The implications for corporate reporting could be significant if upcoming Scope 2 guidance places greater emphasis on granular matching.

The rules governing how organisations account for renewable electricity are on the brink of change.

Following the closure of the Greenhouse Gas (GHG) Protocol’s Scope 2 consultation, momentum is building toward more granular – potentially half-hourly or hourly – matching of electricity consumption with renewable generation.

While final guidance is still in development, the direction of travel is unmistakable: greater accuracy, transparency, and credibility in renewable electricity claims, half-hourly or hourly matching of electricity consumption with renewable generation.

For businesses, this is not simply a technical accounting update. It represents a structural shift in how renewable procurement, reporting, and risk management intersect.

Why is the Status Quo being challenged?

For over a decade, most organisations have relied on annual matching of electricity use with energy attribute certificates (such as REGOs, GOs, or RECs) to support “100% renewable” or “zero-carbon electricity” claims.

While this approach has accelerated corporate participation in renewable markets, it has also exposed a growing gap between what is claimed and what happens on the grid.

Electricity is consumed in real time, yet renewable generation is variable. Annual certificates can obscure periods where organisations draw power from fossil fuel-dominated grids –particularly during evenings, winter peaks, or low renewable conditions.

As scrutiny of sustainability claims intensifies, regulators and standard-setters are responding. The Scope 2 consultation highlighted concerns around:

  • Temporal mismatches between generation and consumption.
  • Limited geographic and technological transparency.
  • Double-counting risks.
  • Reputational exposure linked to greenwashing.

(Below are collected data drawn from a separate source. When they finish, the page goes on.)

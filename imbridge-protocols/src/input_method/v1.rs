//! `input-method-unstable-v1`

use imbridge_backend::protocol::{
    AllowNull::No,
    ArgumentType::*,
    Interface,
};

use crate::{
    core::{WL_KEYBOARD_INTERFACE, WL_OUTPUT_INTERFACE, WL_SURFACE_INTERFACE},
    creates, destructor, msg, objects,
};

/// `zwp_input_method_context_v1`
pub static ZWP_INPUT_METHOD_CONTEXT_V1_INTERFACE: Interface = Interface {
    name: "zwp_input_method_context_v1",
    version: 1,
    requests: &[
        destructor(msg("destroy", &[])),
        msg("commit_string", &[Uint, Str(No)]),
        msg("preedit_string", &[Uint, Str(No), Str(No)]),
        msg("preedit_styling", &[Uint, Uint, Uint]),
        msg("preedit_cursor", &[Int]),
        msg("delete_surrounding_text", &[Int, Uint]),
        msg("cursor_position", &[Int, Int]),
        msg("modifiers_map", &[Array]),
        msg("keysym", &[Uint, Uint, Uint, Uint, Uint]),
        creates(msg("grab_keyboard", &[NewId]), &WL_KEYBOARD_INTERFACE),
        msg("key", &[Uint, Uint, Uint, Uint]),
        msg("modifiers", &[Uint, Uint, Uint, Uint, Uint]),
        msg("language", &[Uint, Str(No)]),
        msg("text_direction", &[Uint, Uint]),
    ],
    events: &[
        msg("surrounding_text", &[Str(No), Uint, Uint]),
        msg("reset", &[]),
        msg("content_type", &[Uint, Uint]),
        msg("invoke_action", &[Uint, Uint]),
        msg("commit_state", &[Uint]),
        msg("preferred_language", &[Str(No)]),
    ],
};

/// `zwp_input_method_v1`
pub static ZWP_INPUT_METHOD_V1_INTERFACE: Interface = Interface {
    name: "zwp_input_method_v1",
    version: 1,
    requests: &[],
    events: &[
        creates(msg("activate", &[NewId]), &ZWP_INPUT_METHOD_CONTEXT_V1_INTERFACE),
        objects(msg("deactivate", &[Object(No)]), &[&ZWP_INPUT_METHOD_CONTEXT_V1_INTERFACE]),
    ],
};

/// `zwp_input_panel_v1`
pub static ZWP_INPUT_PANEL_V1_INTERFACE: Interface = Interface {
    name: "zwp_input_panel_v1",
    version: 1,
    requests: &[objects(
        creates(msg("get_input_panel_surface", &[NewId, Object(No)]), &ZWP_INPUT_PANEL_SURFACE_V1_INTERFACE),
        &[&WL_SURFACE_INTERFACE],
    )],
    events: &[],
};

/// `zwp_input_panel_surface_v1`
pub static ZWP_INPUT_PANEL_SURFACE_V1_INTERFACE: Interface = Interface {
    name: "zwp_input_panel_surface_v1",
    version: 1,
    requests: &[
        objects(msg("set_toplevel", &[Object(No), Uint]), &[&WL_OUTPUT_INTERFACE]),
        msg("set_overlay_panel", &[]),
    ],
    events: &[],
};

/// Context of one activation of the input method
///
/// Created by the compositor in `zwp_input_method_v1.activate`. Every request
/// carrying a serial must use the one of the last `commit_state` event.
pub mod zwp_input_method_context_v1 {
    use std::os::unix::io::{OwnedFd, RawFd};

    use imbridge_backend::{
        message,
        protocol::{Argument, Message},
        server::ObjectId,
    };

    use crate::{parse_with, string_arg, DispatchError};

    /// Requests of `zwp_input_method_context_v1`
    #[derive(Debug)]
    pub enum Request {
        /// Destroy the context
        Destroy,
        /// Text to insert
        CommitString {
            /// serial of the last `commit_state`
            serial: u32,
            /// the text
            text: String,
        },
        /// Pre-edit string
        PreeditString {
            /// serial of the last `commit_state`
            serial: u32,
            /// the text
            text: String,
            /// text to commit if the pre-edit is interrupted
            commit: String,
        },
        /// Styling of the next pre-edit string
        PreeditStyling {
            /// byte index
            index: u32,
            /// byte length
            length: u32,
            /// style, as `zwp_text_input_v1.preedit_style`
            style: u32,
        },
        /// Cursor of the next pre-edit string
        PreeditCursor {
            /// byte index
            index: i32,
        },
        /// Delete text around the cursor
        DeleteSurroundingText {
            /// start of the deletion relative to the cursor
            index: i32,
            /// bytes to delete
            length: u32,
        },
        /// Cursor and anchor after the next commit
        CursorPosition {
            /// cursor byte index
            index: i32,
            /// anchor byte index
            anchor: i32,
        },
        /// Keysym to modifier mapping
        ModifiersMap {
            /// null-separated modifier names
            map: Vec<u8>,
        },
        /// Key event as a keysym
        Keysym {
            /// serial of the last `commit_state`
            serial: u32,
            /// timestamp
            time: u32,
            /// the keysym
            sym: u32,
            /// pressed or released
            state: u32,
            /// modifier mask
            modifiers: u32,
        },
        /// Grab the hardware keyboard
        GrabKeyboard {
            /// the keyboard receiving the grabbed keys
            keyboard: ObjectId,
        },
        /// Forward a grabbed key to the focused client
        Key {
            /// serial of the key event
            serial: u32,
            /// timestamp
            time: u32,
            /// the key
            key: u32,
            /// pressed or released
            state: u32,
        },
        /// Forward grabbed modifiers to the focused client
        Modifiers {
            /// serial of the modifiers event
            serial: u32,
            /// depressed modifiers
            mods_depressed: u32,
            /// latched modifiers
            mods_latched: u32,
            /// locked modifiers
            mods_locked: u32,
            /// keyboard layout
            group: u32,
        },
        /// Language of the input
        Language {
            /// serial of the last `commit_state`
            serial: u32,
            /// RFC-3066 tag
            language: String,
        },
        /// Text direction of the input
        TextDirection {
            /// serial of the last `commit_state`
            serial: u32,
            /// auto 0, ltr 1, rtl 2
            direction: u32,
        },
    }

    impl Request {
        /// Decode a request
        pub fn parse(msg: Message<ObjectId, OwnedFd>) -> Result<Self, DispatchError> {
            parse_with(msg, &super::ZWP_INPUT_METHOD_CONTEXT_V1_INTERFACE, |opcode, args| {
                match opcode {
                    0 => Some(Request::Destroy),
                    1 => Some(Request::CommitString { serial: args.uint()?, text: args.string()? }),
                    2 => Some(Request::PreeditString {
                        serial: args.uint()?,
                        text: args.string()?,
                        commit: args.string()?,
                    }),
                    3 => Some(Request::PreeditStyling {
                        index: args.uint()?,
                        length: args.uint()?,
                        style: args.uint()?,
                    }),
                    4 => Some(Request::PreeditCursor { index: args.int()? }),
                    5 => Some(Request::DeleteSurroundingText {
                        index: args.int()?,
                        length: args.uint()?,
                    }),
                    6 => Some(Request::CursorPosition { index: args.int()?, anchor: args.int()? }),
                    7 => Some(Request::ModifiersMap { map: args.array()? }),
                    8 => Some(Request::Keysym {
                        serial: args.uint()?,
                        time: args.uint()?,
                        sym: args.uint()?,
                        state: args.uint()?,
                        modifiers: args.uint()?,
                    }),
                    9 => Some(Request::GrabKeyboard { keyboard: args.new_id()? }),
                    10 => Some(Request::Key {
                        serial: args.uint()?,
                        time: args.uint()?,
                        key: args.uint()?,
                        state: args.uint()?,
                    }),
                    11 => Some(Request::Modifiers {
                        serial: args.uint()?,
                        mods_depressed: args.uint()?,
                        mods_latched: args.uint()?,
                        mods_locked: args.uint()?,
                        group: args.uint()?,
                    }),
                    12 => Some(Request::Language { serial: args.uint()?, language: args.string()? }),
                    13 => Some(Request::TextDirection {
                        serial: args.uint()?,
                        direction: args.uint()?,
                    }),
                    _ => None,
                }
            })
        }
    }

    /// Events of `zwp_input_method_context_v1`
    #[derive(Debug)]
    pub enum Event {
        /// Surrounding text of the text input
        SurroundingText {
            /// the text
            text: String,
            /// byte offset of the cursor
            cursor: u32,
            /// byte offset of the selection anchor
            anchor: u32,
        },
        /// The text input was reset
        Reset,
        /// Content hint and purpose of the text input, with `zwp_text_input_v1` values
        ContentType {
            /// the hint
            hint: u32,
            /// the purpose
            purpose: u32,
        },
        /// Action on the pre-edit text
        InvokeAction {
            /// button
            button: u32,
            /// byte index in the pre-edit text
            index: u32,
        },
        /// End of a batch of state events
        CommitState {
            /// serial to use in the following requests
            serial: u32,
        },
        /// Preferred language of the text input
        PreferredLanguage {
            /// RFC-3066 tag
            language: String,
        },
    }

    impl Event {
        /// Encode the event as sent by `sender_id`
        pub fn into_message(self, sender_id: ObjectId) -> Message<ObjectId, RawFd> {
            match self {
                Event::SurroundingText { text, cursor, anchor } => message!(
                    sender_id,
                    0,
                    [string_arg(text), Argument::Uint(cursor), Argument::Uint(anchor)]
                ),
                Event::Reset => message!(sender_id, 1, []),
                Event::ContentType { hint, purpose } => {
                    message!(sender_id, 2, [Argument::Uint(hint), Argument::Uint(purpose)])
                }
                Event::InvokeAction { button, index } => {
                    message!(sender_id, 3, [Argument::Uint(button), Argument::Uint(index)])
                }
                Event::CommitState { serial } => message!(sender_id, 4, [Argument::Uint(serial)]),
                Event::PreferredLanguage { language } => {
                    message!(sender_id, 5, [string_arg(language)])
                }
            }
        }
    }
}

/// The input method, bound by the input method client
pub mod zwp_input_method_v1 {
    use std::os::unix::io::RawFd;

    use imbridge_backend::{
        message,
        protocol::{Argument, Message},
        server::ObjectId,
    };

    /// Events of `zwp_input_method_v1`
    #[derive(Debug)]
    pub enum Event {
        /// A text input was activated
        Activate {
            /// the new context, created with
            /// [`Handle::create_object`](imbridge_backend::server::Handle::create_object)
            id: ObjectId,
        },
        /// The text input of a context was deactivated
        Deactivate {
            /// the context
            context: ObjectId,
        },
    }

    impl Event {
        /// Encode the event as sent by `sender_id`
        pub fn into_message(self, sender_id: ObjectId) -> Message<ObjectId, RawFd> {
            match self {
                Event::Activate { id } => message!(sender_id, 0, [Argument::NewId(id)]),
                Event::Deactivate { context } => message!(sender_id, 1, [Argument::Object(context)]),
            }
        }
    }
}

/// Factory of panel surfaces
pub mod zwp_input_panel_v1 {
    use std::os::unix::io::OwnedFd;

    use imbridge_backend::{protocol::Message, server::ObjectId};

    use crate::{parse_with, DispatchError};

    /// Requests of `zwp_input_panel_v1`
    #[derive(Debug)]
    pub enum Request {
        /// Give the panel role to a surface
        GetInputPanelSurface {
            /// the new panel surface
            id: ObjectId,
            /// the surface
            surface: ObjectId,
        },
    }

    impl Request {
        /// Decode a request
        pub fn parse(msg: Message<ObjectId, OwnedFd>) -> Result<Self, DispatchError> {
            parse_with(msg, &super::ZWP_INPUT_PANEL_V1_INTERFACE, |opcode, args| match opcode {
                0 => Some(Request::GetInputPanelSurface {
                    id: args.new_id()?,
                    surface: args.object()?,
                }),
                _ => None,
            })
        }
    }
}

/// Surface with the input panel role
pub mod zwp_input_panel_surface_v1 {
    use std::os::unix::io::OwnedFd;

    use imbridge_backend::{
        protocol::{Message, WEnum},
        server::ObjectId,
    };

    use crate::{parse_with, DispatchError};

    /// Position of a top-level panel
    #[repr(u32)]
    #[derive(Copy, Clone, Debug, PartialEq, Eq)]
    #[non_exhaustive]
    pub enum Position {
        /// centered at the bottom of the output
        CenterBottom = 0,
    }

    impl std::convert::TryFrom<u32> for Position {
        type Error = ();
        fn try_from(val: u32) -> Result<Position, ()> {
            match val {
                0 => Ok(Position::CenterBottom),
                _ => Err(()),
            }
        }
    }

    impl std::convert::From<Position> for u32 {
        fn from(val: Position) -> u32 {
            val as u32
        }
    }

    /// Requests of `zwp_input_panel_surface_v1`
    #[derive(Debug)]
    pub enum Request {
        /// Show the surface as a keyboard on an output
        SetToplevel {
            /// the output
            output: ObjectId,
            /// where on the output
            position: WEnum<Position>,
        },
        /// Show the surface next to the cursor of the text input
        SetOverlayPanel,
    }

    impl Request {
        /// Decode a request
        pub fn parse(msg: Message<ObjectId, OwnedFd>) -> Result<Self, DispatchError> {
            parse_with(msg, &super::ZWP_INPUT_PANEL_SURFACE_V1_INTERFACE, |opcode, args| {
                match opcode {
                    0 => Some(Request::SetToplevel {
                        output: args.object()?,
                        position: args.uint()?.into(),
                    }),
                    1 => Some(Request::SetOverlayPanel),
                    _ => None,
                }
            })
        }
    }
}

The proposed solution is simple in principle, but complex in practice: match electricity consumption with renewable generation when it actually occurs.

What this could mean for renewable electricity claims

If future Scope 2 guidance places greater emphasis on granular matching, the implications for corporate reporting could be significant. In practical terms:

  • Annual certificate matching alone may no longer support the strongest zero-carbon electricity claims.
  • Organisations will need visibility into when their renewable power is generated.
  • Periods of residual grid consumption may need to be explicitly recognised.
  • Reported Scope 2 emissions could increase – even where total renewable procurement remains unchanged.

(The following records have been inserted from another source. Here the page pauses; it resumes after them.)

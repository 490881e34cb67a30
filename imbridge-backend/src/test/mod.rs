#![allow(dead_code)]

use std::{
    collections::HashMap,
    os::unix::{
        io::{OwnedFd, RawFd},
        net::UnixStream,
    },
    sync::Arc,
};

use crate::{
    core_interfaces::{WL_CALLBACK_INTERFACE, WL_DISPLAY_INTERFACE, WL_REGISTRY_INTERFACE},
    protocol::{AllowNull, Argument, ArgumentType, Interface, Message, MessageDesc},
    server::{
        Backend, BackendConfig, ClientData, ClientId, GlobalHandler, GlobalId, Handle, ObjectData,
        ObjectId, RequestError,
    },
    socket::{BufferedSocket, Socket},
    wire::MessageParseError,
};

mod destructors;
mod globals;

/// `test_thing`: `poke(uint)`, `fail(uint)`, `spawn(new_id)`, `destroy()`; event `poked(uint)`
pub(crate) static TEST_THING_INTERFACE: Interface = Interface {
    name: "test_thing",
    version: 2,
    requests: &[
        MessageDesc {
            name: "poke",
            signature: &[ArgumentType::Uint],
            since: 1,
            is_destructor: false,
            child_interface: None,
            arg_interfaces: &[],
        },
        MessageDesc {
            name: "fail",
            signature: &[ArgumentType::Uint],
            since: 1,
            is_destructor: false,
            child_interface: None,
            arg_interfaces: &[],
        },
        MessageDesc {
            name: "spawn",
            signature: &[ArgumentType::NewId],
            since: 1,
            is_destructor: false,
            child_interface: Some(&TEST_THING_INTERFACE),
            arg_interfaces: &[],
        },
        MessageDesc {
            name: "destroy",
            signature: &[],
            since: 1,
            is_destructor: true,
            child_interface: None,
            arg_interfaces: &[],
        },
        MessageDesc {
            name: "poke_v2",
            signature: &[ArgumentType::Str(AllowNull::No)],
            since: 2,
            is_destructor: false,
            child_interface: None,
            arg_interfaces: &[],
        },
    ],
    events: &[MessageDesc {
        name: "poked",
        signature: &[ArgumentType::Uint],
        since: 1,
        is_destructor: false,
        child_interface: None,
        arg_interfaces: &[],
    }],
};

#[derive(Debug, Default)]
pub(crate) struct TestState {
    pub(crate) pokes: Vec<(u32, u32)>,
    pub(crate) destroyed: Vec<u32>,
    pub(crate) binds: u32,
}

pub(crate) struct DoNothingData;

impl ClientData for DoNothingData {}

/// Data of `test_thing` objects
pub(crate) struct Thing;

impl ObjectData<TestState> for Thing {
    fn request(
        self: Arc<Self>,
        handle: &mut Handle<TestState>,
        state: &mut TestState,
        _: ClientId,
        msg: Message<ObjectId, OwnedFd>,
    ) -> Result<Option<Arc<dyn ObjectData<TestState>>>, RequestError> {
        match (msg.opcode, &msg.args[..]) {
            (0, &[Argument::Uint(value)]) => {
                state.pokes.push((msg.sender_id.protocol_id(), value));
                let _ = handle.send_event(message!(msg.sender_id.clone(), 0, [Argument::Uint(value)]));
                Ok(None)
            }
            (1, &[Argument::Uint(code)]) => Err(RequestError::new(code, "asked to fail")),
            (2, _) => Ok(Some(Arc::new(Thing))),
            (3, _) => Ok(None),
            _ => Ok(None),
        }
    }

    fn destroyed(
        self: Arc<Self>,
        _: &mut Handle<TestState>,
        state: &mut TestState,
        _: ClientId,
        object_id: ObjectId,
    ) {
        state.destroyed.push(object_id.protocol_id());
    }
}

impl GlobalHandler<TestState> for Thing {
    fn bind(
        self: Arc<Self>,
        _: &mut Handle<TestState>,
        state: &mut TestState,
        _: ClientId,
        _: GlobalId,
        _: ObjectId,
    ) -> Arc<dyn ObjectData<TestState>> {
        state.binds += 1;
        self
    }
}

/// A raw client speaking the wire format directly
pub(crate) struct TestClient {
    socket: BufferedSocket,
    objects: HashMap<u32, &'static Interface>,
    next_id: u32,
}

impl TestClient {
    pub(crate) fn connect(backend: &mut Backend<TestState>) -> (Self, ClientId) {
        let (server, client) = UnixStream::pair().unwrap();
        let id = backend.insert_client(server, Arc::new(DoNothingData)).unwrap();
        client.set_nonblocking(true).unwrap();
        let mut objects = HashMap::new();
        objects.insert(1, &WL_DISPLAY_INTERFACE);
        (Self { socket: BufferedSocket::new(Socket::from(client)), objects, next_id: 2 }, id)
    }

    pub(crate) fn new_id(&mut self, interface: &'static Interface) -> u32 {
        let id = self.next_id;
        self.next_id += 1;
        self.objects.insert(id, interface);
        id
    }

    pub(crate) fn send(&mut self, msg: Message<u32, RawFd>) {
        self.socket.write_message(&msg).unwrap();
        self.socket.flush().unwrap();
    }

    pub(crate) fn get_registry(&mut self) -> u32 {
        let registry = self.new_id(&WL_REGISTRY_INTERFACE);
        self.send(message!(1, 1, [Argument::NewId(registry)]));
        registry
    }

    pub(crate) fn sync(&mut self) -> u32 {
        let callback = self.new_id(&WL_CALLBACK_INTERFACE);
        self.send(message!(1, 0, [Argument::NewId(callback)]));
        callback
    }

    pub(crate) fn bind(
        &mut self,
        registry: u32,
        name: u32,
        interface: &'static Interface,
        version: u32,
    ) -> u32 {
        let id = self.new_id(interface);
        self.send(message!(
            registry,
            0,
            [
                Argument::Uint(name),
                Argument::Str(Some(Box::new(std::ffi::CString::new(interface.name).unwrap()))),
                Argument::Uint(version),
                Argument::NewId(id),
            ],
        ));
        id
    }

    /// Read every event the server has written so far
    pub(crate) fn events(&mut self) -> Vec<Message<u32, OwnedFd>> {
        let mut events = Vec::new();
        loop {
            let objects = &self.objects;
            match self.socket.read_one_message(|id, opcode| {
                objects.get(&id).and_then(|i| i.events.get(opcode as usize)).map(|d| d.signature)
            }) {
                Ok(msg) => events.push(msg),
                Err(MessageParseError::MissingData) | Err(MessageParseError::MissingFD) => {
                    if self.socket.fill_incoming_buffers().is_err() {
                        break;
                    }
                }
                Err(MessageParseError::Malformed) => panic!("malformed event"),
            }
        }
        events
    }

    /// Whether the server closed the connection
    pub(crate) fn is_closed(&mut self) -> bool {
        let _ = self.events();
        matches!(
            self.socket.fill_incoming_buffers(),
            Err(e) if e.kind() == std::io::ErrorKind::BrokenPipe
        )
    }
}

/// A backend with a single `test_thing` global, version 2
pub(crate) fn backend_with_thing() -> (Backend<TestState>, GlobalId) {
    let _ = env_logger::builder().is_test(true).try_init();
    let mut backend = Backend::new(BackendConfig::default());
    let global = backend.handle().create_global(&TEST_THING_INTERFACE, 2, Arc::new(Thing));
    (backend, global)
}

pub(crate) fn display_error(events: &[Message<u32, OwnedFd>]) -> Option<(u32, u32)> {
    events.iter().find(|e| e.sender_id == 1 && e.opcode == 0).map(|e| match &e.args[..] {
        &[Argument::Object(object), Argument::Uint(code), _] => (object, code),
        _ => panic!("bad wl_display.error"),
    })
}

pub(crate) fn deleted_ids(events: &[Message<u32, OwnedFd>]) -> Vec<u32> {
    events
        .iter()
        .filter(|e| e.sender_id == 1 && e.opcode == 1)
        .filter_map(|e| match e.args[..] {
            [Argument::Uint(id)] => Some(id),
            _ => None,
        })
        .collect()
}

Importantly, this is not about discrediting existing action. Rather, it reflects a maturing market where credibility and integrity now matter as much as volume.

Are Power Purchase Agreements the answer?

Power Purchase Agreements (PPAs) are often viewed as the natural evolution from certificate-based procurement – and with good reason.

PPAs provide:

  • A direct link to specific renewable assets.
  • Stronger traceability and auditability.
  • Alignment with additionality and long-term decarbonisation.

However, even PPAs do not deliver round-the-clock renewable supply. Wind does not always blow, and solar does not generate at night. Under a granular accounting framework, no single solution guarantees perfect alignment.

The reality is that future‑proof strategies will likely combine PPAs, certificates, flexible demand, and emerging technologies rather than relying on any one mechanism.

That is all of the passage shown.